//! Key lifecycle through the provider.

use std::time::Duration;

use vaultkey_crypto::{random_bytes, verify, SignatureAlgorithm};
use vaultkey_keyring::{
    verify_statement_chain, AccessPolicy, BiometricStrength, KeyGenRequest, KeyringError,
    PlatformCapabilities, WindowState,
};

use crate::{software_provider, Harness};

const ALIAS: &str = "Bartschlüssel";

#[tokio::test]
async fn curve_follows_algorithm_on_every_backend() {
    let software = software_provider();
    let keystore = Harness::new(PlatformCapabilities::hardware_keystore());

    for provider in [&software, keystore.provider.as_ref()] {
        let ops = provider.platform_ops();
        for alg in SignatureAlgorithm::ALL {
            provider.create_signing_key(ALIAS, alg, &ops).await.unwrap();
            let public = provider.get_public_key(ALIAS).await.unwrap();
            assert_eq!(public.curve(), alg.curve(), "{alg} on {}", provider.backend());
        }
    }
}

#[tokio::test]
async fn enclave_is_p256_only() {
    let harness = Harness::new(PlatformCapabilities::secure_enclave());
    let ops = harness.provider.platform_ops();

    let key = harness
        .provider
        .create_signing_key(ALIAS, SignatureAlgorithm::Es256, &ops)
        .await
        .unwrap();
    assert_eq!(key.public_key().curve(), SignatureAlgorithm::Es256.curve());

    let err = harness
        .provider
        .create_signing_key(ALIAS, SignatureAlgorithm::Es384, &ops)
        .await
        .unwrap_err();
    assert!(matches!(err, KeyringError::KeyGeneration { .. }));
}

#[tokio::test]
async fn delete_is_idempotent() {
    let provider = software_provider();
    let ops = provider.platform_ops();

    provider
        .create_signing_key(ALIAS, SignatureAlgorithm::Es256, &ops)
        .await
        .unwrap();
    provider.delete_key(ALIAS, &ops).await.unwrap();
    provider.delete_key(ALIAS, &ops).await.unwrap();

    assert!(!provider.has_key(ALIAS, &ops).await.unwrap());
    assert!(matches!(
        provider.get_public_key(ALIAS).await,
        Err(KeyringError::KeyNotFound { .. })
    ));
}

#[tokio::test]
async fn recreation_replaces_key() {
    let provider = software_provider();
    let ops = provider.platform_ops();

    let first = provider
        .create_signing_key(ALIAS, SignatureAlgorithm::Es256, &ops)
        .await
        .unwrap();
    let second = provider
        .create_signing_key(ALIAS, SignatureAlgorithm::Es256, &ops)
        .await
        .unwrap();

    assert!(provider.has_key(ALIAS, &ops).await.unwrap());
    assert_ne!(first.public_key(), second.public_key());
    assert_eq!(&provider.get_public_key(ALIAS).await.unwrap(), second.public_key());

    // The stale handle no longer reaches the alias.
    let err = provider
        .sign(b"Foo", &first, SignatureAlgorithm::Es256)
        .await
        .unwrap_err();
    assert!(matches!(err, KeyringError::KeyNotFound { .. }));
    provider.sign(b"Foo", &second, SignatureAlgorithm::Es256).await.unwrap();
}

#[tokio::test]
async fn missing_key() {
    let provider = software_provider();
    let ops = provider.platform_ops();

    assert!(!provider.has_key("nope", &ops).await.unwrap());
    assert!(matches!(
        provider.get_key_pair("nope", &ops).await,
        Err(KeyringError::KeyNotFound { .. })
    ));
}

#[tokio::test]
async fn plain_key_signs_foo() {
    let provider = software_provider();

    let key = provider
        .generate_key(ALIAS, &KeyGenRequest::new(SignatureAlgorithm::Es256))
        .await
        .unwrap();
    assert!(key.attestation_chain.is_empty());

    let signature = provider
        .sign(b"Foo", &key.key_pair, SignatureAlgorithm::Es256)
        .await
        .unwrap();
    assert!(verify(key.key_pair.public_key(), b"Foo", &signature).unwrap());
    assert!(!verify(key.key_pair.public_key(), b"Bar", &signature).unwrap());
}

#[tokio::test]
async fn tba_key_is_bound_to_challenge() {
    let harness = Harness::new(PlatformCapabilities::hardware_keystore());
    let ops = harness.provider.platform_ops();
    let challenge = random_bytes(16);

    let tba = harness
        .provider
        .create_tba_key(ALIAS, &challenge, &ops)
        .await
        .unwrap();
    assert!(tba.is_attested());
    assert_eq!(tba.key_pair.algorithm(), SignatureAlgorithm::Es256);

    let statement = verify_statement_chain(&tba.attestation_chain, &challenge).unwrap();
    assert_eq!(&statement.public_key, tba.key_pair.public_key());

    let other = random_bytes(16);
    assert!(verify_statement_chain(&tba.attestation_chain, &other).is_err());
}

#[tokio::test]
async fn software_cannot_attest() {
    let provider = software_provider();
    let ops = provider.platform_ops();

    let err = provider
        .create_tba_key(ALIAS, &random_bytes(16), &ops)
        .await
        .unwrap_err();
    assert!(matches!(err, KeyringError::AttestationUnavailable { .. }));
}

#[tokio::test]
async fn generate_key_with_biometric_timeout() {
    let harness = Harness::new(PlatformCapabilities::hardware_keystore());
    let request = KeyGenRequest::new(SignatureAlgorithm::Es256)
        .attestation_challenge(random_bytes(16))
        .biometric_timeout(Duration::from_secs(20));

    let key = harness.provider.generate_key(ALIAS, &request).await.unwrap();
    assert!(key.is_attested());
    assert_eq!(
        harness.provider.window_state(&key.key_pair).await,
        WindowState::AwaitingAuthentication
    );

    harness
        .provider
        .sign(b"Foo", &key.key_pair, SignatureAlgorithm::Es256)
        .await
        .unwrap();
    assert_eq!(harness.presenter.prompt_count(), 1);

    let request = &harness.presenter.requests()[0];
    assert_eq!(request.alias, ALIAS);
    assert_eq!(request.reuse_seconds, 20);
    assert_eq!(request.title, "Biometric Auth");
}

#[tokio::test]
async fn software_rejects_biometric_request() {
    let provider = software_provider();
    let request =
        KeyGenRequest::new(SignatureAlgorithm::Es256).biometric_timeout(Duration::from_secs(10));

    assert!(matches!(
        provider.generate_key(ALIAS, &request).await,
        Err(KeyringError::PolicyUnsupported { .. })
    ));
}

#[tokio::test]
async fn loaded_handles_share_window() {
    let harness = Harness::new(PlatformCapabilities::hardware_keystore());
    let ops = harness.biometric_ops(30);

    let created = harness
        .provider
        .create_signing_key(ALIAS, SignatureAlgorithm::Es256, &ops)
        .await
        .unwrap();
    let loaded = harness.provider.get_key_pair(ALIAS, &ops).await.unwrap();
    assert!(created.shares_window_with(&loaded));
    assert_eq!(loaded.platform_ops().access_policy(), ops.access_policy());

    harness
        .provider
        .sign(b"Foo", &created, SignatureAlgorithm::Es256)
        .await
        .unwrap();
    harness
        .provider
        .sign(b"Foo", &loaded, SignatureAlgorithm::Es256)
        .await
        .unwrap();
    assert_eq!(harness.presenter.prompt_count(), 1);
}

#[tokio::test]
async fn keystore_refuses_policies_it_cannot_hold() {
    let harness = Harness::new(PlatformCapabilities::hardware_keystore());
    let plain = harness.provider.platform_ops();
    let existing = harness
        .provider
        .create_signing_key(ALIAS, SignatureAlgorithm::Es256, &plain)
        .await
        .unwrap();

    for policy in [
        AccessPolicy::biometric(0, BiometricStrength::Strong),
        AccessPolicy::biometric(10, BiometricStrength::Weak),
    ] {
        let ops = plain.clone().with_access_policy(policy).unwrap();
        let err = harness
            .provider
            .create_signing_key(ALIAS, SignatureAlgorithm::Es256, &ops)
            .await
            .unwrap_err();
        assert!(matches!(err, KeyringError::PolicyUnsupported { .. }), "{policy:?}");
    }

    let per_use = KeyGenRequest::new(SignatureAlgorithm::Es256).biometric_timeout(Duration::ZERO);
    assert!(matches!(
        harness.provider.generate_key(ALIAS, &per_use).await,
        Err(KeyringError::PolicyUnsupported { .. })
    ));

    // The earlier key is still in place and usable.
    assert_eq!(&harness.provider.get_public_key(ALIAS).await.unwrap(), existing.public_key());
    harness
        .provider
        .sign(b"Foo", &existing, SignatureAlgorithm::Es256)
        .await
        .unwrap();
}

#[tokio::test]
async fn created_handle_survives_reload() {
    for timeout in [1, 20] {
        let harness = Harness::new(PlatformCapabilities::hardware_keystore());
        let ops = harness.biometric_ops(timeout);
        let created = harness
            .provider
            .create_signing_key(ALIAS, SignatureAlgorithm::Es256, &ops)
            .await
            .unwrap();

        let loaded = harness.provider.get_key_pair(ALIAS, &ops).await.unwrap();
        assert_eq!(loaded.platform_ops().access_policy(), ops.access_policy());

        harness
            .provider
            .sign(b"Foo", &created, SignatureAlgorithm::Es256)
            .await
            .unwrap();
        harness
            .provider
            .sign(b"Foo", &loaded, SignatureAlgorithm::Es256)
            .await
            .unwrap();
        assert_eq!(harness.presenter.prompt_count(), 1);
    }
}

::::::

What is required: Please retype the top of the data exactly, down to and including the line that holds "provider.create_signing_key(ALIAS, alg, &ops).await.unwrap();", and nothing further.

Response:
//! Key lifecycle through the provider.

use std::time::Duration;

use vaultkey_crypto::{random_bytes, verify, SignatureAlgorithm};
use vaultkey_keyring::{
    verify_statement_chain, AccessPolicy, BiometricStrength, KeyGenRequest, KeyringError,
    PlatformCapabilities, WindowState,
};

use crate::{software_provider, Harness};

const ALIAS: &str = "Bartschlüssel";

#[tokio::test]
async fn curve_follows_algorithm_on_every_backend() {
    let software = software_provider();
    let keystore = Harness::new(PlatformCapabilities::hardware_keystore());

    for provider in [&software, keystore.provider.as_ref()] {
        let ops = provider.platform_ops();
        for alg in SignatureAlgorithm::ALL {
            provider.create_signing_key(ALIAS, alg, &ops).await.unwrap();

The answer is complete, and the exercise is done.